Interestingly, the powder from the first letters sent on Sep 18th to NY contained a lot of unsporulated bacteria. It is impossible to imagine that the powder of this quality could have been prepared for the military experiments by knowledgeable personnel. They would certainly discard the prep. Was the perp in rush to prepare the spores as quick as possible to make a connection with 9/11and therefore, by mistake, stopped the fermentation before the culture sporulated completely? It was only a week between the bombing and the mailings – very tight but possible schedule for this kind of job, if all the equipment was readily available. The next preps were more successful, but took longer. Has the equipment been previously used to cultivate B. subtilis for training purposes? This would be consistent with a contamination. Again, it indicates availability of a facility, and I’m afraid to say – a team effort, which is something fundamentally different from a lonely Bruce using Petri dishes and alyophilyzer.

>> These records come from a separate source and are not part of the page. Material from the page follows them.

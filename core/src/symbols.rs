//! Channel-symbol layout: codeword bits onto the 79-symbol frame.
//!
//! Three fixed 7-symbol Costas blocks bracket and split the 58 data symbols;
//! each data symbol carries three codeword bits, Gray-coded onto one of the
//! eight tones.

use crate::CODEWORD_BITS;

pub const NUM_SYMBOLS: usize = 79;
pub const NUM_DATA_SYMBOLS: usize = 58;
pub const COSTAS_LENGTH: usize = 7;

/// The Costas synchronization pattern, known to both ends of the link.
pub const COSTAS_PATTERN: [u8; COSTAS_LENGTH] = [3, 1, 4, 0, 6, 5, 2];

/// Start positions of the three Costas blocks within the frame.
pub const COSTAS_POSITIONS: [usize; 3] = [0, 36, 72];

/// Gray map from a 3-bit group to its tone number.
pub const GRAY_MAP: [u8; 8] = [0, 1, 3, 2, 5, 6, 4, 7];

/// Frame position of data symbol `d` (0..58): the data symbols sit between
/// the Costas blocks, 29 on each side.
pub fn data_symbol_position(d: usize) -> usize {
    debug_assert!(d < NUM_DATA_SYMBOLS);
    if d < 29 {
        7 + d
    } else {
        43 + (d - 29)
    }
}

/// Map a codeword onto the 79 tone numbers of a frame.
pub fn tones_for_codeword(codeword: &[u8; CODEWORD_BITS]) -> [u8; NUM_SYMBOLS] {
    let mut tones = [0u8; NUM_SYMBOLS];
    for &start in &COSTAS_POSITIONS {
        tones[start..start + COSTAS_LENGTH].copy_from_slice(&COSTAS_PATTERN);
    }
    for d in 0..NUM_DATA_SYMBOLS {
        let group = (codeword[3 * d] << 2) | (codeword[3 * d + 1] << 1) | codeword[3 * d + 2];
        tones[data_symbol_position(d)] = GRAY_MAP[group as usize];
    }
    tones
}

#[cfg(test)]
mod tests {
    use super::*;

    #[test]
    fn test_gray_map_is_a_permutation() {
        let mut seen = [false; 8];
        for &t in &GRAY_MAP {
            assert!(!seen[t as usize]);
            seen[t as usize] = true;
        }
    }

    #[test]
    fn test_adjacent_tones_differ_in_one_bit() {
        // Neighboring tones decode to 3-bit groups one bit apart, which is
        // the point of the Gray coding.
        for t in 0..7u8 {
            let g1 = GRAY_MAP.iter().position(|&x| x == t).unwrap();
            let g2 = GRAY_MAP.iter().position(|&x| x == t + 1).unwrap();
            assert_eq!(
                ((g1 ^ g2) as u32).count_ones(),
                1,
                "tones {} and {}",
                t,
                t + 1
            );
        }
    }

    #[test]
    fn test_sync_blocks_at_fixed_positions() {
        let codeword = [0u8; CODEWORD_BITS];
        let tones = tones_for_codeword(&codeword);
        for &start in &COSTAS_POSITIONS {
            assert_eq!(&tones[start..start + COSTAS_LENGTH], &COSTAS_PATTERN);
        }
    }

    #[test]
    fn test_data_symbol_positions_avoid_sync() {
        let mut used = [false; NUM_SYMBOLS];
        for &start in &COSTAS_POSITIONS {
            for k in 0..COSTAS_LENGTH {
                used[start + k] = true;
            }
        }
        for d in 0..NUM_DATA_SYMBOLS {
            let pos = data_symbol_position(d);
            assert!(!used[pos], "data symbol {} collides with sync", d);
            used[pos] = true;
        }
        assert!(used.iter().all(|&u| u), "frame has unused positions");
    }

    #[test]
    fn test_all_ones_codeword_uses_top_gray_tone() {
        let codeword = [1u8; CODEWORD_BITS];
        let tones = tones_for_codeword(&codeword);
        assert_eq!(tones[data_symbol_position(0)], GRAY_MAP[7]);
        assert_eq!(tones[data_symbol_position(57)], GRAY_MAP[7]);
    }
}
/// Values 0..NTOKENS of a call field are special tokens (DE/QRZ/CQ and the
/// directed-CQ forms); the next MAX22 values are hashed callsigns; the rest
/// are positional standard callsigns.
const NTOKENS: u32 = 2_063_592;
const MAX22: u32 = 4_194_304;

/// Directed-CQ letter modifiers start above the three-digit numeric block.
const CQ_LETTER_BASE: u32 = 3 + 1000;
const CQ_LETTER_SPAN: u32 = 531_441; // 27^4

/// Grid-square values; anything above encodes blanks, acks and reports.
const MAX_GRID4: u16 = 32_400;

/// Report field offset: `g15 = MAX_GRID4 + 35 + dB`.
const REPORT_OFFSET: i16 = 35;

const CALL_CHARSET_FIRST: &[u8] = b" 0123456789ABCDEFGHIJKLMNOPQRSTUVWXYZ";
const CALL_CHARSET_SECOND: &[u8] = b"0123456789ABCDEFGHIJKLMNOPQRSTUVWXYZ";
const CALL_CHARSET_TAIL: &[u8] = b" ABCDEFGHIJKLMNOPQRSTUVWXYZ";

/// Multiplier of the 22-bit callsign hash.
const HASH_MULTIPLIER: u64 = 47_055_833_459;

const FREE_TEXT_RADIX: u128 = 42;

/// Pack message text into a 10-byte payload.
pub fn pack(text: &str) -> Result<[u8; PAYLOAD_BYTES]> {
    pack_message(&Message::parse(text)?)
}

/// Unpack a 10-byte payload into canonical message text.
pub fn unpack(payload: &[u8]) -> Result<String> {
    let bytes: &[u8; PAYLOAD_BYTES] = payload
        .try_into()
        .map_err(|_| CodecError::InvalidPayloadLength)?;
    Ok(unpack_message(bytes)?.to_string())
}

/// Pack a parsed message into its payload bits.
pub fn pack_message(msg: &Message) -> Result<[u8; PAYLOAD_BYTES]> {
    let mut w = BitWriter::new();
    match msg {
        Message::FreeText(text) => {
            w.put_wide(pack_free_text(text)?, 71);
            w.put(0, 3); // subtype
            w.put(0, 3); // tag
        }
        Message::Telemetry(hex) => {
            w.put_wide(pack_telemetry(hex)?, 71);
            w.put(5, 3);
            w.put(0, 3);
        }
        Message::Standard {
            dest,
            src,
            exchange,
        } => {
            let tag = standard_tag(dest, src)?;
            let (c28a, pa) = pack_call_field(dest)?;
            let (c28b, pb) = pack_call_field(src)?;
            let (r1, g15) = pack_exchange(exchange)?;
            w.put(c28a, 28);
            w.put(pa, 1);
            w.put(c28b, 28);
            w.put(pb, 1);
            w.put(r1, 1);
            w.put(g15, 15);
            w.put(tag, 3);
        }
    }
    Ok(w.into_bytes())
}

/// Unpack payload bits into a message.
pub fn unpack_message(payload: &[u8; PAYLOAD_BYTES]) -> Result<Message> {
    let tag = read_field(payload, 74, 3) as u8;
    let mut r = BitReader::new(payload);
    match tag {
        0 => {
            let value = r.take_wide(71);
            match r.take(3) {
                0 => Ok(Message::FreeText(unpack_free_text(value)?)),
                5 => Ok(Message::Telemetry(format!("{:018X}", value))),
                _ => Err(CodecError::InvalidMessageFormat),
            }
        }
        1 | 2 => {
            let c28a = r.take(28);
            let pa = r.take(1);
            let c28b = r.take(28);
            let pb = r.take(1);
            let r1 = r.take(1);
            let g15 = r.take(15) as u16;
            let dest = unpack_call_field(c28a, pa != 0, tag)?;
            let src = unpack_call_field(c28b, pb != 0, tag)?;
            let exchange = unpack_exchange(r1 != 0, g15)?;
            Ok(Message::Standard {
                dest,
                src,
                exchange,
            })
        }
        _ => Err(CodecError::InvalidMessageFormat),
    }
}

fn standard_tag(dest: &CallField, src: &CallField) -> Result<u32> {
    let mut rover = false;
    let mut portable = false;
    for field in [dest, src] {
        if let CallField::Standard { suffix, .. } = field {
            match suffix {
                Some(PortableSuffix::Rover) => rover = true,
                Some(PortableSuffix::Portable) => portable = true,
                None => {}
            }
        }
    }
    match (rover, portable) {
        // The tag selects the suffix meaning for both calls, so they
        // cannot mix within one message.
        (true, true) => Err(CodecError::InvalidMessageFormat),
        (_, true) => Ok(2),
        _ => Ok(1),
    }
}

fn pack_call_field(field: &CallField) -> Result<(u32, u32)> {
    let c28 = match field {
        CallField::De => 0,
        CallField::Qrz => 1,
        CallField::Cq => 2,
        CallField::CqNumeric(n) => 3 + *n as u32,
        CallField::CqDirected(letters) => CQ_LETTER_BASE + cq_letters_value(letters)?,
        CallField::Standard { sign, .. } => NTOKENS + MAX22 + pack_standard_call(sign)?,
        CallField::Hashed { sign: Some(sign) } => NTOKENS + hash22(sign),
        // A hash received without its text cannot be sent again.
        CallField::Hashed { sign: None } => return Err(CodecError::InvalidMessageFormat),
    };
    let suffix_bit = match field {
        CallField::Standard {
            suffix: Some(_), ..
        } => 1,
        _ => 0,
    };
    Ok((c28, suffix_bit))
}

fn unpack_call_field(c28: u32, suffix_bit: bool, tag: u8) -> Result<CallField> {
    if c28 < 3 {
        return Ok(match c28 {
            0 => CallField::De,
            1 => CallField::Qrz,
            _ => CallField::Cq,
        });
    }
    if c28 < CQ_LETTER_BASE {
        return Ok(CallField::CqNumeric((c28 - 3) as u16));
    }
    if c28 < CQ_LETTER_BASE + CQ_LETTER_SPAN {
        return Ok(CallField::CqDirected(cq_letters_text(c28 - CQ_LETTER_BASE)?));
    }
    if c28 < NTOKENS {
        // Token gap this packer never produces.
        return Err(CodecError::InvalidMessageFormat);
    }
    if c28 < NTOKENS + MAX22 {
        return Ok(CallField::Hashed { sign: None });
    }
    let sign = unpack_standard_call(c28 - NTOKENS - MAX22)?;
    let suffix = if suffix_bit {
        Some(if tag == 2 {
            PortableSuffix::Portable
        } else {
            PortableSuffix::Rover
        })
    } else {
        None
    };
    Ok(CallField::Standard { sign, suffix })
}

fn cq_letters_value(letters: &str) -> Result<u32> {
    let b = letters.as_bytes();
    if b.is_empty() || b.len() > 4 || !b.iter().all(|c| c.is_ascii_uppercase()) {
        return Err(CodecError::InvalidMessageFormat);
    }
    // Left-pad to four base-27 digits; space is zero, letters are 1..=26.
    let mut v: u32 = 0;
    for i in 0..4 {
        let digit = if i < 4 - b.len() {
            0
        } else {
            (b[i - (4 - b.len())] - b'A' + 1) as u32
        };
        v = v * 27 + digit;
    }
    Ok(v)
}

fn cq_letters_text(mut v: u32) -> Result<String> {
    let mut chars = [b' '; 4];
    for slot in chars.iter_mut().rev() {
        let digit = (v % 27) as u8;
        v /= 27;
        *slot = if digit == 0 { b' ' } else { b'A' + digit - 1 };
    }
    if v != 0 {
        return Err(CodecError::InvalidMessageFormat);
    }
    let text: String = chars
        .iter()
        .filter(|&&c| c != b' ')
        .map(|&c| c as char)
        .collect();
    if text.is_empty() {
        return Err(CodecError::InvalidMessageFormat);
    }
    Ok(text)
}

fn pack_standard_call(sign: &str) -> Result<u32> {
    let a = aligned_callsign(sign).ok_or(CodecError::InvalidMessageFormat)?;
    let idx = |set: &[u8], c: u8| -> Result<u32> {
        set.iter()
            .position(|&x| x == c)
            .map(|p| p as u32)
            .ok_or(CodecError::InvalidMessageFormat)
    };
    let mut n = idx(CALL_CHARSET_FIRST, a[0])?;
    n = n * 36 + idx(CALL_CHARSET_SECOND, a[1])?;
    n = n * 10 + (a[2] - b'0') as u32;
    for &c in &a[3..] {
        n = n * 27 + idx(CALL_CHARSET_TAIL, c)?;
    }
    Ok(n)
}

fn unpack_standard_call(mut n: u32) -> Result<String> {
    let mut a = [b' '; 6];
    for slot in a[3..].iter_mut().rev() {
        *slot = CALL_CHARSET_TAIL[(n % 27) as usize];
        n /= 27;
    }
    a[2] = b'0' + (n % 10) as u8;
    n /= 10;
    a[1] = CALL_CHARSET_SECOND[(n % 36) as usize];
    n /= 36;
    if n >= CALL_CHARSET_FIRST.len() as u32 {
        return Err(CodecError::InvalidMessageFormat);
    }
    a[0] = CALL_CHARSET_FIRST[n as usize];

    let sign: String = a
        .iter()
        .filter(|&&c| c != b' ')
        .map(|&c| c as char)
        .collect();
    if sign.len() < 2 {
        return Err(CodecError::InvalidMessageFormat);
    }
    Ok(sign)
}

/// 22-bit multiplicative hash of a nonstandard callsign.
fn hash22(sign: &str) -> u32 {
    let mut n: u64 = 0;
    for i in 0..11 {
        let c = sign.as_bytes().get(i).copied().unwrap_or(b' ');
        let idx = NONSTD_CALL_CHARSET
            .iter()
            .position(|&x| x == c)
            .unwrap_or(0) as u64;
        n = n * 38 + idx;
    }
    ((n.wrapping_mul(HASH_MULTIPLIER)) >> 42) as u32 & (MAX22 - 1)
}

fn pack_exchange(exchange: &Exchange) -> Result<(u32, u32)> {
    Ok(match exchange {
        Exchange::None => (0, MAX_GRID4 as u32 + 1),
        Exchange::Rrr => (0, MAX_GRID4 as u32 + 2),
        Exchange::Rr73 => (0, MAX_GRID4 as u32 + 3),
        Exchange::Signoff => (0, MAX_GRID4 as u32 + 4),
        Exchange::Grid { rogered, locator } => {
            let b = locator.as_bytes();
            if b.len() != 4
                || !(b'A'..=b'R').contains(&b[0])
                || !(b'A'..=b'R').contains(&b[1])
                || !b[2].is_ascii_digit()
                || !b[3].is_ascii_digit()
            {
                return Err(CodecError::InvalidMessageFormat);
            }
            let mut g = (b[0] - b'A') as u32;
            g = g * 18 + (b[1] - b'A') as u32;
            g = g * 10 + (b[2] - b'0') as u32;
            g = g * 10 + (b[3] - b'0') as u32;
            (*rogered as u32, g)
        }
        Exchange::Report { rogered, db } => {
            if !(-30..=99).contains(db) {
                return Err(CodecError::InvalidMessageFormat);
            }
            (
                *rogered as u32,
                MAX_GRID4 as u32 + (REPORT_OFFSET + db) as u32,
            )
        }
    })
}

fn unpack_exchange(rogered: bool, g15: u16) -> Result<Exchange> {
    if g15 < MAX_GRID4 {
        let mut g = g15 as u32;
        let d2 = (g % 10) as u8;
        g /= 10;
        let d1 = (g % 10) as u8;
        g /= 10;
        let b = (g % 18) as u8;
        g /= 18;
        let locator = format!(
            "{}{}{}{}",
            (b'A' + g as u8) as char,
            (b'A' + b) as char,
            (b'0' + d1) as char,
            (b'0' + d2) as char
        );
        return Ok(Exchange::Grid { rogered, locator });
    }
    match g15 - MAX_GRID4 {
        1 => Ok(Exchange::None),
        2 => Ok(Exchange::Rrr),
        3 => Ok(Exchange::Rr73),
        4 => Ok(Exchange::Signoff),
        irpt => {
            let db = irpt as i16 - REPORT_OFFSET;
            if (-30..=99).contains(&db) {
                Ok(Exchange::Report { rogered, db })
            } else {
                Err(CodecError::InvalidMessageFormat)
            }
        }
    }
}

3. The perpetrator did not have to use plates, but it is the simplest way. However, I disagree with the investigators’ time estimate. 3 to 7 days for several grams of spores? Have they tried to do it themselves? Running a fermentor and drying spores is not a 3-day job. It is not enough time even for a growth and sporulation on plates (we harvest spores on the 5th day). As I said earlier, a week is a very tight schedule. For a fermentor, there are additional steps of growing the seeding cultures (one or more days, depending on the volume). And fermentation cannot be accomplished during the evening hours only. By the way, did Bruce have access to the fermentor?

The theory of fermentor can only stand if other people were aware of the perpetrator’s experiments. If we accept this, we ought to conclude it was a collective effort at the well-equipped facility: it wasn’t just Bruce alone.

NYT: Critics of Anthrax Inquiry Seek an Independent Review

September 23, 2008

WASHINGTON — Congressional critics of the F.B.I.’s anthrax investigation are seeking an independent review of the seven-year inquiry to assess the bureau’s performance and its conclusion that an Army scientist, Bruce E. Ivins, carried out the 2001 attacks alone.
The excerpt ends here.